Saturday, August 2019

Corruption à Sonatrach, huit ans de prison requis contre Farid Bedjaoui en Italie

Le Procureur de Milan, Isidoro Palma, a requis ce lundi, une peine de huit (8) ans à l’encontre de Farid Noureddine Bedjaoui, soupçonné d’avoir été l’intermédiaire dans le scandale de corruption ayant secoué Sonatrach, rapporte l’AFP.  Une peine de 6 ans et quatre mois a été également requise contre Paolo Scaroni, ex-patron du groupe italien ENI, indique la même source.

En outre, le procureur de Milan requiert aussi une amende dont le montant s’élève à 900 mille euros dont les entreprises ENI et Saipem devront s’acquitter. Farid Bedjaoui est reconnu comme étant un proche de l’ancien ministre algérien de l’Energie, Chakib Khelil. Cependant, le nom de ce dernier a été, bizarrement, effacé dans cette affaire.

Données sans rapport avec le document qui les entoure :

use std::sync::Arc;

use tokio::sync::broadcast;
use tokio::task::JoinHandle;

use crate::agent_engine::engine::AgentEngine;
use crate::agent_engine::event_bus::{AgentEvent, EventBus};
use crate::agent_engine::loop_control::LoopControl;
use crate::agent_engine::state::{Completion, Outcome};

/// Caller-side view of a running task.
///
/// The engine runs on its own tokio task; the handle only flips the shared
/// pause/cancel flags and collects the final [`Completion`].
pub struct AgentHandle {
    control: Arc<LoopControl>,
    events: EventBus,
    worker: JoinHandle<Completion>,
}

impl AgentHandle {
    /// Spawn `engine` on a dedicated task working toward `task`.
    /// Subscribe through `engine.events()` beforehand to see the first events.
    pub fn start(engine: AgentEngine, task: impl Into<String>) -> Self {
        let control = engine.control();
        let events = engine.events().clone();
        let goal = task.into();
        let worker = tokio::spawn(async move { engine.run(&goal).await });
        Self {
            control,
            events,
            worker,
        }
    }

    /// Takes effect at the next iteration boundary.
    pub fn pause(&self) {
        tracing::info!("pause requested");
        self.control.pause();
    }

    pub fn resume(&self) {
        tracing::info!("resume requested");
        self.control.resume();
    }

    /// Takes effect at the next iteration boundary; in-flight work finishes first.
    pub fn cancel(&self) {
        tracing::info!("cancel requested");
        self.control.cancel();
    }

    pub fn is_paused(&self) -> bool {
        self.control.is_paused()
    }

    pub fn is_finished(&self) -> bool {
        self.worker.is_finished()
    }

    pub fn subscribe(&self) -> broadcast::Receiver<AgentEvent> {
        self.events.subscribe()
    }

    /// Wait for the worker to reach a terminal state.
    pub async fn wait(self) -> Completion {
        match self.worker.await {
            Ok(completion) => completion,
            Err(e) => {
                tracing::error!(error = %e, "agent worker stopped unexpectedly");
                Completion {
                    success: false,
                    outcome: Outcome::Failed,
                    reason: "agent worker stopped unexpectedly".into(),
                    detail: Some(e.to_string()),
                    conversation: Vec::new(),
                }
            }
        }
    }
}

Des amendes de 900.000 euros ont été requises lundi à Milan contre les compagnies italiennes Eni et Saipem, et plus de six ans prison contre l’ex-patron d’Eni, Paolo Scaroni, lors d’un procès à Milan pour corruption internationale en Algérie. La justice italienne se penche également sur le versement présumé de 197 millions d’euros de pots-de-vin en Algérie, entre 2007 et 2010. Ce versement aurait permis d’une part à Saipem d’obtenir des contrats d’un montant total de 8 milliards d’euros. Et d’autre part à son principal actionnaire, le géant Eni –dont l’État italien est le principal actionnaire– d’obtenir l’autorisation du ministre de l’Energie algérien de l’époque, Chakib Khelil, d’acquérir en 2008 la société canadienne Firs Calgary Petroleums, détentrice des droits pour exploiter le gisement de gaz algérien de Menzel.